"Everything and Anything can happen in Murree. Romance is in the atmosphere; intrigue is in the air. The roads to this happy holiday's resort embrace both the heaven and earth. In Murree it is easy to fall in love"
Murree was founded by Sir Henry Lawrence in 1851 as a sanatorium for British troops deployed along the Afghan border. A proper town was built in 1857. The town also served as the summer head quarters of Punjab local government till 1876. During the war of independence of 1857 the local tribes of Murree, under the command of Sardar Shehbaz Khan and Malik Nawab Bahadur Khan, fought against the British army. After considerable loss, the British army had to sign an agreement with the local Abbasi tribe. But this agreement was ignored by the British who regained control of the town. Afterwards a number of English officers settled here permanently and raised families.

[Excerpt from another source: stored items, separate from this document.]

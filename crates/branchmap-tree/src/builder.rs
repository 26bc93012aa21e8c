#![forbid(unsafe_code)]

//! Tree building.
//!
//! Both extraction modes end up here. DOM observations are expanded into one
//! node per branch slot; graph observations already name one message per
//! node. After sorting by `(depth, branch_index)`, every node below the root
//! level is attached to the active node one level up. Which earlier variant a
//! placeholder branch actually descends from cannot be seen on the page, and
//! a shared parent keeps every sibling group contiguous and centred.
//!
//! This deliberately replaces the fallback of hanging non-current variants
//! off the first node one level up, which splits a sibling group across two
//! parents as soon as the first node is not the current one.
//!
//! The builder never fails. Input it cannot make sense of (repeated or
//! missing depths, malformed sibling groups) degrades to [`build_linear`], a
//! single-branch chain with one node per turn.

use std::collections::{BTreeMap, HashSet};

use branchmap_core::{
    ConversationTree, NodeContent, TreeNode, TreeSource, TurnKey, TurnObservation,
};

use crate::branch::slots;
use crate::extract::Extraction;
use crate::graph::{GraphMessage, GraphObservation};

/// Display text for a streamed user message without readable text.
pub const NEW_MESSAGE_FALLBACK: &str = "New message";

/// Node id of a DOM-sourced node.
#[must_use]
pub fn dom_node_id(depth: usize, branch_index: usize, branched: bool) -> String {
    if branched {
        format!("dom_{depth}_branch_{branch_index}")
    } else {
        format!("dom_{depth}")
    }
}

/// Build the tree for one extraction pass.
#[must_use]
pub fn build(conversation_id: &str, extraction: &Extraction) -> ConversationTree {
    match extraction {
        Extraction::Graph(turns) => build_from_graph(conversation_id, turns),
        Extraction::Dom(turns) => build_from_observations(conversation_id, turns),
        Extraction::Empty => ConversationTree::empty(conversation_id),
    }
}

/// True when `depths` (already sorted) is exactly `0..len`.
fn is_sequence<I: IntoIterator<Item = usize>>(depths: I) -> bool {
    depths.into_iter().enumerate().all(|(i, d)| i == d)
}

/// Build from DOM observations.
#[must_use]
pub fn build_from_observations(
    conversation_id: &str,
    observations: &[TurnObservation],
) -> ConversationTree {
    if observations.is_empty() {
        return ConversationTree::empty(conversation_id);
    }

    let mut ordered: Vec<&TurnObservation> = observations.iter().collect();
    ordered.sort_by_key(|o| o.source_index);
    if !is_sequence(ordered.iter().map(|o| o.source_index)) {
        tracing::warn!(
            target: "branchmap.builder",
            turns = observations.len(),
            "turn positions are not contiguous, building linear chain"
        );
        return build_linear(conversation_id, observations);
    }

    let mut nodes = Vec::new();
    for observation in ordered {
        let depth = observation.source_index;
        let signal = observation.branch_signal;
        for slot in slots(&signal, &observation.raw_text) {
            nodes.push(TreeNode {
                id: dom_node_id(depth, slot.branch_index, signal.is_branched()),
                depth,
                branch_index: slot.branch_index,
                parent_id: None,
                is_current_branch: slot.is_current,
                total_branches: signal.total_branches,
                content: slot.content,
                turn_key: observation.turn_key.clone(),
            });
        }
    }
    finish(conversation_id, TreeSource::Dom, nodes)
}

/// Build from graph observations.
#[must_use]
pub fn build_from_graph(
    conversation_id: &str,
    observations: &[GraphObservation],
) -> ConversationTree {
    if observations.is_empty() {
        return ConversationTree::empty(conversation_id);
    }
    if !graph_groups_are_well_formed(observations) {
        tracing::warn!(
            target: "branchmap.builder",
            turns = observations.len(),
            "graph sibling groups are inconsistent, building linear chain"
        );
        let mut ordered: Vec<&GraphObservation> = observations.iter().collect();
        ordered.sort_by(|a, b| {
            (a.depth(), a.branch_index, &a.message_id).cmp(&(b.depth(), b.branch_index, &b.message_id))
        });
        let mut seen = HashSet::new();
        let items = ordered
            .into_iter()
            .filter(|o| seen.insert(o.message_id.as_str()))
            .map(|o| {
                (
                    o.message_id.clone(),
                    NodeContent::observed(&o.observation.raw_text),
                    o.observation.turn_key.clone(),
                )
            })
            .collect();
        return linear(conversation_id, TreeSource::Graph, items);
    }

    let nodes = observations
        .iter()
        .map(|o| TreeNode {
            id: o.message_id.clone(),
            depth: o.depth(),
            branch_index: o.branch_index,
            parent_id: None,
            is_current_branch: o.is_current(),
            total_branches: o.observation.branch_signal.total_branches,
            content: NodeContent::observed(&o.observation.raw_text),
            turn_key: o.observation.turn_key.clone(),
        })
        .collect();
    finish(conversation_id, TreeSource::Graph, nodes)
}

/// Each depth `0..=max` holds a group with indices `0..n`, one shared total
/// equal to `n`, and one shared current index. Message ids are unique.
fn graph_groups_are_well_formed(observations: &[GraphObservation]) -> bool {
    let mut ids = HashSet::new();
    let mut groups: BTreeMap<usize, Vec<&GraphObservation>> = BTreeMap::new();
    for o in observations {
        if !ids.insert(o.message_id.as_str()) {
            return false;
        }
        groups.entry(o.depth()).or_default().push(o);
    }
    if !is_sequence(groups.keys().copied()) {
        return false;
    }
    groups.values_mut().all(|group| {
        group.sort_by_key(|o| o.branch_index);
        let signal = group[0].observation.branch_signal;
        is_sequence(group.iter().map(|o| o.branch_index))
            && signal.total_branches == group.len()
            && group.iter().all(|o| o.observation.branch_signal == signal)
    })
}

/// Sort nodes and attach parents.
fn finish(conversation_id: &str, source: TreeSource, mut nodes: Vec<TreeNode>) -> ConversationTree {
    nodes.sort_by_key(|n| (n.depth, n.branch_index));

    let mut anchors: BTreeMap<usize, (String, bool)> = BTreeMap::new();
    for node in &nodes {
        let replace = match anchors.get(&node.depth) {
            None => true,
            Some((_, anchored_current)) => !anchored_current && node.is_current_branch,
        };
        if replace {
            anchors.insert(node.depth, (node.id.clone(), node.is_current_branch));
        }
    }

    for node in &mut nodes {
        node.parent_id = node
            .depth
            .checked_sub(1)
            .and_then(|up| anchors.get(&up).map(|(id, _)| id.clone()));
    }

    tracing::debug!(
        target: "branchmap.builder",
        conversation = conversation_id,
        ?source,
        nodes = nodes.len(),
        "built tree"
    );
    ConversationTree {
        conversation_id: conversation_id.to_owned(),
        source,
        nodes,
    }
}

fn linear(
    conversation_id: &str,
    source: TreeSource,
    items: Vec<(String, NodeContent, Option<TurnKey>)>,
) -> ConversationTree {
    let mut parent: Option<String> = None;
    let nodes = items
        .into_iter()
        .enumerate()
        .map(|(depth, (id, content, turn_key))| TreeNode {
            id: id.clone(),
            depth,
            branch_index: 0,
            parent_id: parent.replace(id),
            is_current_branch: true,
            total_branches: 1,
            content,
            turn_key,
        })
        .collect();
    ConversationTree {
        conversation_id: conversation_id.to_owned(),
        source,
        nodes,
    }
}

/// The safe fallback: every turn single-branch, one node per depth, in
/// `source_index` order.
#[must_use]
pub fn build_linear(conversation_id: &str, observations: &[TurnObservation]) -> ConversationTree {
    if observations.is_empty() {
        return ConversationTree::empty(conversation_id);
    }
    let mut ordered: Vec<&TurnObservation> = observations.iter().collect();
    ordered.sort_by_key(|o| o.source_index);
    let items = ordered
        .into_iter()
        .enumerate()
        .map(|(depth, o)| {
            (
                dom_node_id(depth, 0, false),
                NodeContent::observed(&o.raw_text),
                o.turn_key.clone(),
            )
        })
        .collect();
    linear(conversation_id, TreeSource::Dom, items)
}

/// Extend a tree with one streamed user message.
///
/// Returns `None` when the message is not user-authored, has no id, or is
/// already present. Otherwise returns a new tree with the message appended
/// one level below the deepest node, as the current single-branch child of
/// the active node above it.
#[must_use]
pub fn append_incremental(tree: &ConversationTree, message: &GraphMessage) -> Option<ConversationTree> {
    if !message.is_user() {
        return None;
    }
    let id = message.id.as_deref()?;
    if tree.node(id).is_some() {
        return None;
    }

    let depth = tree.max_depth().map_or(0, |d| d + 1);
    let parent_id = depth.checked_sub(1).and_then(|up| {
        tree.active_at(up)
            .or_else(|| tree.at_depth(up).next())
            .map(|n| n.id.clone())
    });

    let mut next = tree.clone();
    next.source = TreeSource::Incremental;
    next.nodes.push(TreeNode {
        id: id.to_owned(),
        depth,
        branch_index: 0,
        parent_id,
        is_current_branch: true,
        total_branches: 1,
        content: NodeContent::observed(message.first_text().unwrap_or(NEW_MESSAGE_FALLBACK)),
        turn_key: None,
    });
    tracing::debug!(target: "branchmap.builder", id, depth, "appended streamed message");
    Some(next)
}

The most beautiful places in Murree include:
- Kashmir Point
- Pindi Point - a chairlift runs up to here
- The Mall - the main strip with shops, hotels and restaurants.
- Lawrence College & Church
- Many locals believe that Mary, mother of Jesus, is buried in Murree and that the town is named after her (formerly Mari). Her supposed tomb sits on a hill underneath a television tower. Locals can point you in the right direction. You may need special permission to visit.
Taxis and buses run from Islamabad, and take about 1 hour. It is a picturesque drive and has a few well developed tourist spots at Charra Pani and Company Bagh. The Chattar water park is only 15 minutes outside Islamabad. There is also an alternate but longer route to Murree from Islamabad via Nilore and Simli Dam. The alternate route joins at Lower Topa. The mountain drive is refreshing and the scenery is breath-taking especially on the Nilore-Simli-Lower Topa route.
Murree remains charming all year round.